We didn't get an invite to Friday's wedding because William and Harry hold us responsible for coining the term 'The Booze Brothers', not that we care anyway. Looked more like a funeral to us.

Sir Elton's husband, David Furnish, took our flippant request to send us a couple of pictures a little too seriously. Self-shot images of David with his arms around Ian Thorpe, David with his arms around the King of Tonga, David in peels of laughter with Tara Palmer-Tomkinson, close-ups of the china and David with his arms around Ian Thorpe again...and again clogged up our phones and made us miss seeing one of our AFL friends score two goals. We were getting a bit over David's, 'I'm middle aged but I'm up with technology' catharsis when things changed dramatically. An image came through of David nursing a weeping Sir Elton John. A concerned Ronan Keating can be seen hovering behind them. This was followed by a text from David going:

OMG! He's just finished rescuing Leon Russell.
Now he's heard about that Altiyan Childs.
Better clean out one of the spare rooms ;)

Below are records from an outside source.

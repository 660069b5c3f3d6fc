use crate::attestation::errors::DecodeError;
use crate::attestation::types::{AttestationRecord, DigestAlgorithm};
use ciborium::value::Value;
use std::collections::BTreeMap;

/// Highest PCR index a Nitro-style platform can report.
const MAX_PCR_INDEX: u8 = 31;

/// Parses the envelope payload into an [`AttestationRecord`].
///
/// The payload must be a CBOR map with text keys; anything else is
/// [`DecodeError::NotAttestationFormat`], which callers use to distinguish
/// genuine attestation documents from development stand-ins. There is
/// deliberately no fallback to a looser format here.
pub fn decode_payload(bytes: &[u8]) -> Result<AttestationRecord, DecodeError> {
    let value: Value =
        ciborium::de::from_reader(bytes).map_err(|_| DecodeError::NotAttestationFormat)?;
    let entries = match value {
        Value::Map(entries) => entries,
        _ => return Err(DecodeError::NotAttestationFormat),
    };

    let mut module_id = None;
    let mut digest = None;
    let mut timestamp = None;
    let mut raw_pcrs = None;
    let mut certificate = None;
    let mut cabundle = Vec::new();
    let mut public_key = None;
    let mut user_data = None;
    let mut nonce = None;

    for (key, value) in &entries {
        let Some(name) = key.as_text() else {
            return Err(DecodeError::MalformedPayload(format!(
                "non-text key in payload map: {key:?}"
            )));
        };
        match name {
            "module_id" => module_id = Some(text_field(value, "module_id")?),
            "digest" => digest = Some(digest_field(value)?),
            "timestamp" => timestamp = Some(timestamp_field(value)?),
            "pcrs" => raw_pcrs = Some(pcr_map(value)?),
            "certificate" => certificate = Some(bytes_field(value, "certificate")?),
            "cabundle" => cabundle = cabundle_field(value)?,
            "public_key" => public_key = optional_bytes(value, "public_key")?,
            "user_data" => user_data = optional_bytes(value, "user_data")?,
            "nonce" => nonce = optional_bytes(value, "nonce")?,
            _ => {}
        }
    }

    let module_id = module_id.ok_or(DecodeError::MissingField("module_id"))?;
    let digest = digest.ok_or(DecodeError::MissingField("digest"))?;
    let timestamp_ms = timestamp.ok_or(DecodeError::MissingField("timestamp"))?;
    let pcrs = raw_pcrs.ok_or(DecodeError::MissingField("pcrs"))?;
    let certificate = certificate.ok_or(DecodeError::MissingField("certificate"))?;

    for (idx, value) in &pcrs {
        if value.len() != digest.output_len() {
            return Err(DecodeError::InvalidPcr(format!(
                "PCR{idx} has {} bytes, {digest} requires {}",
                value.len(),
                digest.output_len()
            )));
        }
    }

    Ok(AttestationRecord {
        module_id,
        timestamp_ms,
        digest,
        pcrs,
        certificate,
        cabundle,
        public_key,
        user_data,
        nonce,
    })
}

fn text_field(value: &Value, field: &'static str) -> Result<String, DecodeError> {
    value
        .as_text()
        .map(str::to_string)
        .ok_or_else(|| DecodeError::MalformedPayload(format!("{field} expected text")))
}

fn bytes_field(value: &Value, field: &'static str) -> Result<Vec<u8>, DecodeError> {
    value
        .as_bytes()
        .map(|b| b.to_vec())
        .ok_or_else(|| DecodeError::MalformedPayload(format!("{field} expected bytes")))
}

/// CBOR null is tolerated as absent; anything else must be a byte string.
fn optional_bytes(value: &Value, field: &'static str) -> Result<Option<Vec<u8>>, DecodeError> {
    if value.is_null() {
        return Ok(None);
    }
    bytes_field(value, field).map(Some)
}

fn digest_field(value: &Value) -> Result<DigestAlgorithm, DecodeError> {
    let name = value
        .as_text()
        .ok_or_else(|| DecodeError::MalformedPayload("digest expected text".into()))?;
    DigestAlgorithm::from_name(name)
        .ok_or_else(|| DecodeError::MalformedPayload(format!("unsupported digest '{name}'")))
}

fn timestamp_field(value: &Value) -> Result<u64, DecodeError> {
    let integer = value
        .as_integer()
        .ok_or_else(|| DecodeError::MalformedPayload("timestamp expected integer".into()))?;
    u64::try_from(integer)
        .map_err(|_| DecodeError::MalformedPayload("timestamp out of range".into()))
}

fn pcr_map(value: &Value) -> Result<BTreeMap<u8, Vec<u8>>, DecodeError> {
    let entries = match value {
        Value::Map(entries) => entries,
        _ => return Err(DecodeError::MalformedPayload("pcrs expected map".into())),
    };
    let mut out = BTreeMap::new();
    for (key, value) in entries {
        let index = key
            .as_integer()
            .ok_or_else(|| DecodeError::InvalidPcr(format!("non-integer PCR index: {key:?}")))?;
        let index = i128::from(index);
        if !(0..=i128::from(MAX_PCR_INDEX)).contains(&index) {
            return Err(DecodeError::InvalidPcr(format!(
                "PCR index {index} outside 0..={MAX_PCR_INDEX}"
            )));
        }
        let index = index as u8;
        let bytes = value
            .as_bytes()
            .ok_or_else(|| DecodeError::InvalidPcr(format!("PCR{index} value expected bytes")))?;
        if out.insert(index, bytes.to_vec()).is_some() {
            return Err(DecodeError::InvalidPcr(format!(
                "duplicate PCR index {index}"
            )));
        }
    }
    Ok(out)
}

fn cabundle_field(value: &Value) -> Result<Vec<Vec<u8>>, DecodeError> {
    let entries = match value {
        Value::Array(entries) => entries,
        _ => {
            return Err(DecodeError::MalformedPayload(
                "cabundle expected array".into(),
            ))
        }
    };
    let mut out = Vec::with_capacity(entries.len());
    for entry in entries {
        out.push(bytes_field(entry, "cabundle entry")?);
    }
    Ok(out)
}
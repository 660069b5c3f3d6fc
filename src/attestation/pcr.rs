use crate::attestation::config::PcrPolicy;
use crate::attestation::types::{Finding, FindingCode};
use std::collections::BTreeMap;

/// Compares measured PCR values against the caller's expected baseline.
///
/// Every index the baseline names must be present and byte-equal. What
/// happens to measured indices outside the baseline depends on `policy`.
/// An empty baseline produces no failures: comparison is opt-in.
pub fn compare_pcrs(
    actual: &BTreeMap<u8, Vec<u8>>,
    expected: &BTreeMap<u8, Vec<u8>>,
    policy: PcrPolicy,
) -> Vec<Finding> {
    let mut findings = Vec::new();

    if expected.is_empty() {
        findings.push(Finding::pass(
            FindingCode::PcrMatch,
            "no PCR baseline supplied; measurement comparison skipped",
        ));
        return findings;
    }

    for (index, want) in expected {
        match actual.get(index) {
            None => findings.push(Finding::fail(
                FindingCode::MissingMeasurement,
                format!("PCR{index} required by baseline but absent from document"),
            )),
            Some(got) if got == want => findings.push(Finding::pass(
                FindingCode::PcrMatch,
                format!("PCR{index} matches baseline"),
            )),
            Some(got) => findings.push(Finding::fail(
                FindingCode::PcrMismatch,
                format!(
                    "PCR{index} mismatch: expected {}, got {}",
                    hex::encode(want),
                    hex::encode(got)
                ),
            )),
        }
    }

    let unexpected: Vec<u8> = actual
        .keys()
        .filter(|index| !expected.contains_key(index))
        .copied()
        .collect();
    match policy {
        PcrPolicy::Subset => {
            if !unexpected.is_empty() {
                findings.push(Finding::pass(
                    FindingCode::PcrMatch,
                    format!(
                        "{} measured PCR(s) outside baseline ignored by policy",
                        unexpected.len()
                    ),
                ));
            }
        }
        PcrPolicy::Exact => {
            for index in unexpected {
                findings.push(Finding::fail(
                    FindingCode::UnexpectedMeasurement,
                    format!("PCR{index} measured but absent from baseline"),
                ));
            }
        }
    }

    findings
}
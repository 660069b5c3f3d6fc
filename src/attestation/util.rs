use ring::digest::{digest, SHA256};
use std::time::{SystemTime, UNIX_EPOCH};

/// Formats a SHA-256 digest as uppercase colon-separated hex.
pub fn sha256_fingerprint(data: &[u8]) -> String {
    let d = digest(&SHA256, data);
    let mut out = String::with_capacity(d.as_ref().len() * 3);
    for (idx, byte) in d.as_ref().iter().enumerate() {
        if idx > 0 {
            out.push(':');
        }
        out.push_str(&format!("{:02X}", byte));
    }
    out
}

/// Constant-time comparison for byte slices.
pub fn constant_time_eq(a: &[u8], b: &[u8]) -> bool {
    if a.len() != b.len() {
        return false;
    }
    let mut acc = 0u8;
    for (x, y) in a.iter().zip(b) {
        acc |= x ^ y;
    }
    acc == 0
}

/// Returns the current Unix timestamp in milliseconds.
pub fn now_millis() -> u64 {
    SystemTime::now()
        .duration_since(UNIX_EPOCH)
        .unwrap_or_default()
        .as_millis() as u64
}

Leon Russell, dressed by Sir Elton John

The next thing the phone rings and it's David saying 'Sharon wants to speak to you,' and a sobbing Sir Elton gets on the line. 'That poor boy! The poor gypsy boy!' he cries into the receiver. 'He lives in a cave! Those animals. They let him fly. They let him fall! Have you got his number? David could call him for me....get him over here for some proper re-hab.' We tried to interject as we are don't think Altiyan's on drugs - if only it were that simple - he seems to have a host of psychological problems. We weren't sure that spending time in Sir Elton's compound would be in Altiyan's best interests, but Sir Elton was already on to renovating one of the spare rooms into a cave and was shouting out the numbers of slate companies to David and telling him to write them down. 'It's all about the cave,' said Sir Elton, 'He needs to get in touch with it again.' We finally just started talking over the top of him, informing him that Altiyan's was no romantic cave, but a miserable shelter on a suburban beach littered with empty V cans and McDonalds packaging. Sir Elton didn't seem to get it. He just paused then said 'I can get those things.'



Sir Elton wanted to leave the wedding (and the filthy power ballads playing there). He now had one purpose: Save Altiyan Childs. Frankly, we don't think it's worth it so to prevent them from jumping on their jet we said we knew Altiyan really well (which was a lie, but we felt confident that if pressed we could establish an intimate relationship with Altiyan in a very short space of time) and we'd have a chat to him. Using flattery, we convinced Sir Elton that Altiyan would need to be prepped before meeting The Most Famous Homosexual in the World.